In the high northern latitudes, home to the InSight lander, which has been studying the interior of Mars since its arrival on November 28th, 2018 (see: Space Sunday: insight on InSight for details on the overall mission), became caught in the midst of a dust storm that blew up over the New Year period, giving rise to serious concerns about the lander’s future, the volume of dust in the atmosphere seriously reducing the amount of sunlight reaching the lander’s twin 2.5 metre diameter solar arrays, causing it to place itself into a “safe” mode on January 7th, 2022.

This was of concern, as between November 2018 and February 2021, dust build-up on the lander’s 2-5 metre diameter solar panels had reduced the lander’s power generate capability to just 27%. As a result, several of the science instruments to be turned off. Now the worry was, with the solar panels already generating much lower levels of electrical power, and reduction in sunlight might leave InSight’s batteries with insufficient power to be able to restore it to the remaining science instruments.

An artist’s impression of the NASA InSight lander on Mars. Credit: NASA

However, on January 19th, with the storm abating, InSight popped out of safe mode and called home, indicating power levels were potentially back to “normal” (e.g. running at around 25% of rated capacity). Even so, the mission team have opted to keep the science systems off-line until the storm had fully passed and an accurate assessment of the lander’s power situation can be made.

At the same time, and further south in Jezero Crater, the Mars 2020 mission was also impacted by a dust storm shortly after New Year’s Day. The rise in atmospheric dust was not a serious impediment to the nuclear-powered Perseverance rover, but it did cause worry among the Ingenuity helicopter team, because the tiny helicopter is solar powered, and has a very limited battery life that needs daily recharging. As such, there was concern that if the dust reached a point where minimal sunlight was reaching the helicopter’s little solar array, the battery might discharge faster than it could be charged up, killing the helicopter.
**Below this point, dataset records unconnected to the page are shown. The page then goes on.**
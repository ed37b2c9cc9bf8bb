//! relay-control - CLI control utility for the speech-relay daemon
//!
//! Sends single chat events to the daemon's event gateway, or probes the
//! configured synthesis endpoints directly.

use clap::{Parser, Subcommand};
use serde_json::json;
use speech_relay::config_loader::Settings;
use speech_relay::router::EndpointRouter;
use tokio::io::{AsyncBufReadExt, AsyncWriteExt, BufReader};
use tokio::net::TcpStream;

/// CLI control utility for the speech-relay daemon
#[derive(Parser)]
#[command(name = "relay-control")]
#[command(author = "StarTuz")]
#[command(version)]
#[command(about = "Control utility for the speech-relay daemon", long_about = None)]
struct Cli {
    /// Gateway address (defaults to the configured gateway)
    #[arg(long)]
    addr: Option<String>,

    #[command(subcommand)]
    command: Commands,
}

/// Who is acting, and where.
#[derive(clap::Args)]
struct Actor {
    /// Guild ID
    #[arg(long)]
    guild: u64,
    /// Text channel ID
    #[arg(long)]
    text_channel: u64,
    /// User ID
    #[arg(long, default_value = "1")]
    user: u64,
    /// Display name of the user
    #[arg(long, default_value = "relay-control")]
    name: String,
    /// Voice channel the user is in
    #[arg(long)]
    voice_channel: Option<u64>,
}

impl Actor {
    fn member(&self) -> serde_json::Value {
        json!({
            "id": self.user,
            "display_name": self.name,
            "voice_channel": self.voice_channel,
        })
    }
}

#[derive(Subcommand)]
enum Commands {
    /// Start reading a text channel into the user's voice channel
    Join(Actor),

    /// Stop reading and leave the user's voice channel
    Leave(Actor),

    /// Post a message as the user
    Say {
        #[command(flatten)]
        actor: Actor,
        /// Message text
        text: String,
        /// Message ID (defaults to the current time)
        #[arg(long)]
        id: Option<u64>,
    },

    /// Report a voice channel change for a user
    Voice {
        /// Guild ID
        #[arg(long)]
        guild: u64,
        /// User ID
        #[arg(long, default_value = "1")]
        user: u64,
        /// Display name of the user
        #[arg(long, default_value = "relay-control")]
        name: String,
        /// Channel the user left
        #[arg(long)]
        from: Option<u64>,
        /// Channel the user joined
        #[arg(long)]
        to: Option<u64>,
        /// Non-bot members left in the channel the user left
        #[arg(long)]
        remaining: Option<usize>,
    },

    /// Probe every configured synthesis endpoint
    Probe,
}

#[tokio::main]
async fn main() -> Result<(), Box<dyn std::error::Error>> {
    let cli = Cli::parse();
    let settings = Settings::new()?;
    let addr = cli.addr.clone().unwrap_or_else(|| settings.gateway_addr());

    let event = match cli.command {
        Commands::Join(actor) => command_event("join", &actor),
        Commands::Leave(actor) => command_event("leave", &actor),
        Commands::Say { actor, text, id } => {
            let id = id.unwrap_or_else(|| chrono::Utc::now().timestamp_millis() as u64);
            json!({
                "type": "message",
                "id": id,
                "guild_id": actor.guild,
                "channel_id": actor.text_channel,
                "author": actor.member(),
                "content": text,
            })
        }
        Commands::Voice {
            guild,
            user,
            name,
            from,
            to,
            remaining,
        } => json!({
            "type": "voice_state",
            "guild_id": guild,
            "member": { "id": user, "display_name": name, "voice_channel": to },
            "previous_channel": from,
            "new_channel": to,
            "humans_remaining": remaining,
        }),
        Commands::Probe => {
            probe(&settings).await?;
            return Ok(());
        }
    };

    let reply = send_event(&addr, &event.to_string()).await?;
    println!("{}", reply);
    Ok(())
}

fn command_event(command: &str, actor: &Actor) -> serde_json::Value {
    json!({
        "type": "command",
        "command": command,
        "guild_id": actor.guild,
        "channel_id": actor.text_channel,
        "user": actor.member(),
    })
}

async fn send_event(addr: &str, line: &str) -> std::io::Result<String> {
    let stream = TcpStream::connect(addr).await?;
    let (reader, mut writer) = stream.into_split();
    let mut reader = BufReader::new(reader);

    let mut greeting = String::new();
    reader.read_line(&mut greeting).await?;

    writer.write_all(line.as_bytes()).await?;
    writer.write_all(b"\n").await?;

    let mut reply = String::new();
    reader.read_line(&mut reply).await?;
    writer.write_all(b"QUIT\n").await?;
    Ok(reply.trim_end().to_string())
}

async fn probe(settings: &Settings) -> Result<(), Box<dyn std::error::Error>> {
    let router = EndpointRouter::http(settings.endpoints.clone(), settings.probe_timeout())?;

    for _ in 0..router.len() {
        router.select_endpoint().await;
    }

    for endpoint in router.snapshot() {
        let status = if endpoint.consecutive_errors == 0 {
            "healthy"
        } else {
            "unreachable"
        };
        println!(
            "{:<40} {:<12} errors={}",
            endpoint.address, status, endpoint.consecutive_errors
        );
    }
    match router.last_healthy() {
        Some(address) => println!("Last healthy: {}", address),
        None => println!("No healthy endpoint"),
    }
    Ok(())
}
As it was, by January 5th, 2022, visibility within the crater was such that Ingenuity’s planned 19th flight had to be postponed. Not only did the use of its rotor mean a rapid depletion in battery reserves, the increased levels of dust lifted into the atmosphere during a storm acts as an insulating blanket, trapping sunlight and raising the ambient temperature and reducing its local density, which in turn makes it much harder for the helicopter to achieve lift.

Images acquired on January 9th, 2022 from the Mars Colour Imager instrument on NASA’s Mars Reconnaissance Orbiter are here combined to create a view of Mars showing the presence of a regional dust storm obscuring Jerzero Crater, home of the Mars 2020 mission(white circle). Credit: NASA/JPL / MSSS

In a way, the decision to postpone the January 5th flight marked another first for Ingenuity – making the first aircraft ever to have a flight delayed by inclement weather on another planet. But the decision was correct: on January 5th, atmospheric density in the area of the crater where both Perseverance and Ingenuity are located have dropped by 7% (as measured by the weather station on the rover), putting it below the minimum the helicopter required for stable flight, and Ingenuity’s solar array was gathering sunlight 18% below that recorded immediately prior to the storm arriving.

Mid-January saw the storm start to pass, and as it did so information returned by Ingenuity revealed it to be in good health, if in need of a little time in sunlight to restore itself. The 19th flight was therefore re-scheduled for Sunday, January 23rd, although at the time of writing this piece, there had been no news as to whether the planned 100 second flight had actually gone ahead.